Dataset entries:
○ ○ ○ ○

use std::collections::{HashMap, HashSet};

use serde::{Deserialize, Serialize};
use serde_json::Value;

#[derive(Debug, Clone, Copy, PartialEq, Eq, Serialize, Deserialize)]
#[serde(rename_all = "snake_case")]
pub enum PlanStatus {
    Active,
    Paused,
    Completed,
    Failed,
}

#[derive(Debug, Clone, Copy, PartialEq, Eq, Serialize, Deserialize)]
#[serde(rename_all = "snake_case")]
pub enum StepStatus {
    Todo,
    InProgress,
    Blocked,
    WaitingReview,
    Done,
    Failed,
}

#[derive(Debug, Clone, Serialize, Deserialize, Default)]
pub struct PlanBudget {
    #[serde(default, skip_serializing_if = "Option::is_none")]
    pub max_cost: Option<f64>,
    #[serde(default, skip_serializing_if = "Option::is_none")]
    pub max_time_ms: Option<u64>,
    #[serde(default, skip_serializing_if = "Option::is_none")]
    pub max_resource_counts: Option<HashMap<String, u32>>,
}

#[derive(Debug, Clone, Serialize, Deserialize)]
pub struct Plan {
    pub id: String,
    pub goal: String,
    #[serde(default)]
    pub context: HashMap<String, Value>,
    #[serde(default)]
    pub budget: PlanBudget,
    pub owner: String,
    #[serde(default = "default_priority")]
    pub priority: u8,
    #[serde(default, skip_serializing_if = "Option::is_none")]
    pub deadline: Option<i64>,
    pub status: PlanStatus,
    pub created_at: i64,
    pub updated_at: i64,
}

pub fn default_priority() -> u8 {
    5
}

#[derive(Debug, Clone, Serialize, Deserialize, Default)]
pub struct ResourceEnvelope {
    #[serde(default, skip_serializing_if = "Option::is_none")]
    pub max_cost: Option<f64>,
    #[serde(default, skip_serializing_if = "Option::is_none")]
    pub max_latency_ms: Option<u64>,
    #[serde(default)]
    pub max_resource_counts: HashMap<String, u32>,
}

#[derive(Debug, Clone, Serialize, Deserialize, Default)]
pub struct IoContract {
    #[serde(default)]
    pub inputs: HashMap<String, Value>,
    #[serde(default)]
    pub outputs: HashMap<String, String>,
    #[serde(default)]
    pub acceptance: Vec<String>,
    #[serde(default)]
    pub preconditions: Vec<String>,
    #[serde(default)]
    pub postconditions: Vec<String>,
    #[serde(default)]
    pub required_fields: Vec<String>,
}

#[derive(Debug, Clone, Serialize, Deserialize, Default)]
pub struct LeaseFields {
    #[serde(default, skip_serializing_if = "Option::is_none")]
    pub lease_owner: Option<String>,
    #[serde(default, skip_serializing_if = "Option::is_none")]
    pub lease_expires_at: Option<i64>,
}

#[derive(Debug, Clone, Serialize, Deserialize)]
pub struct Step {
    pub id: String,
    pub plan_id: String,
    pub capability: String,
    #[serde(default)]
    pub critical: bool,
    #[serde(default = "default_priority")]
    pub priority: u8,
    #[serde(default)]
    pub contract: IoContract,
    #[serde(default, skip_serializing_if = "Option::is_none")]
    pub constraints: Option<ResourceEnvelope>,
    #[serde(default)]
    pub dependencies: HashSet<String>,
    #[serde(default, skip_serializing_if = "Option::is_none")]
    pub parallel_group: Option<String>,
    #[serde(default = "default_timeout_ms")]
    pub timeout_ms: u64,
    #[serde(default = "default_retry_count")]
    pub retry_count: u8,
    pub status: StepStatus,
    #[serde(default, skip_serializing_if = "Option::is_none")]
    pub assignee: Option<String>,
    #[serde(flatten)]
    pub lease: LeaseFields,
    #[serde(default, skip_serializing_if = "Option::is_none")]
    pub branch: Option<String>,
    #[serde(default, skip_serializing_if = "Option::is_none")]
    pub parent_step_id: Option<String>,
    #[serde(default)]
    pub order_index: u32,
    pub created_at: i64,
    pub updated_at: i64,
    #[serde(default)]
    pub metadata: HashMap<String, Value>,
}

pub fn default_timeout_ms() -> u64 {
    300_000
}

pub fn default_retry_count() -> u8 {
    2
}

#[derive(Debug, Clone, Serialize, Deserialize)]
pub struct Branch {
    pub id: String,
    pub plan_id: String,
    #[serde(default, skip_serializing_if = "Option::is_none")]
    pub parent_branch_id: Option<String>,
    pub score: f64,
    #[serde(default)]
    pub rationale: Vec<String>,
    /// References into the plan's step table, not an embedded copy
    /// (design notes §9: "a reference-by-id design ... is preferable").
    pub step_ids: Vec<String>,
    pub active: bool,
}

○ ○ ○ ○

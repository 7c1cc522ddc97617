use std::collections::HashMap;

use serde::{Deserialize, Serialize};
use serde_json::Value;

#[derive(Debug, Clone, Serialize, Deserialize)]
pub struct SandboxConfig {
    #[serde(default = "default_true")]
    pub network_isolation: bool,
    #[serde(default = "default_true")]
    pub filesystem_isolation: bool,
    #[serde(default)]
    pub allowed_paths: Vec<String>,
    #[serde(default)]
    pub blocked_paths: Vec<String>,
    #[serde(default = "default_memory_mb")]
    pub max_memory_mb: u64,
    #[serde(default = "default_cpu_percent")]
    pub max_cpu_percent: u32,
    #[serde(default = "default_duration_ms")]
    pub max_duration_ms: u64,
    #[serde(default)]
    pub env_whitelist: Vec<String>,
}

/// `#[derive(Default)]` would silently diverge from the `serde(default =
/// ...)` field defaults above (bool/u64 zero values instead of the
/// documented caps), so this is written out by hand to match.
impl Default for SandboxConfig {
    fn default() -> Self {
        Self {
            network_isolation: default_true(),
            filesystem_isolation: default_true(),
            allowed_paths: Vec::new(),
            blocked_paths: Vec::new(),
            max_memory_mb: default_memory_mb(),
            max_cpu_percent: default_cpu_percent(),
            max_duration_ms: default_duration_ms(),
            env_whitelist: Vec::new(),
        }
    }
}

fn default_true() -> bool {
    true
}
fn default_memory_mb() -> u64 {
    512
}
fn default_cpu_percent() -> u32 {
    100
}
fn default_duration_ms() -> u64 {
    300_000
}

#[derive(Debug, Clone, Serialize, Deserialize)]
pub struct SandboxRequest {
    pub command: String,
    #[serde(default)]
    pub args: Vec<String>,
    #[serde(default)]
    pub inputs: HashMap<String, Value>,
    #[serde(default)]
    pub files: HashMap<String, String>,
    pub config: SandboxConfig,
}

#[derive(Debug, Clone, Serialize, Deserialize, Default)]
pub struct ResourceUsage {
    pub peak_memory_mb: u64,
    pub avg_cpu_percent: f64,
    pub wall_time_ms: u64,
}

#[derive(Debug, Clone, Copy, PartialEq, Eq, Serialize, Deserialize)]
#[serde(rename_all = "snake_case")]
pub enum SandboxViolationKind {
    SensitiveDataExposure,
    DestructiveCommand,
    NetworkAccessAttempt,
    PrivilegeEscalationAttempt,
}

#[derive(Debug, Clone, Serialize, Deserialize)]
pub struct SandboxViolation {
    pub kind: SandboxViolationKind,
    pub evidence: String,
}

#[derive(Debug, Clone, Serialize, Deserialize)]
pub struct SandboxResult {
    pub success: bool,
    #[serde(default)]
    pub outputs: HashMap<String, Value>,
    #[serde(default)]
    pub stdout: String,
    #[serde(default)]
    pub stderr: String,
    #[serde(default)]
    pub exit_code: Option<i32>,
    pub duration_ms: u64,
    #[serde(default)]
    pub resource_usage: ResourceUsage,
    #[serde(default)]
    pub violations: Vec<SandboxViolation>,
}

○ ○ ○ ○

__THE PROBLEM__. Across all lines of the data above, count those that contain the word "HashSet", giving the number without further comment.

__SOLVED EXERCISE__. 2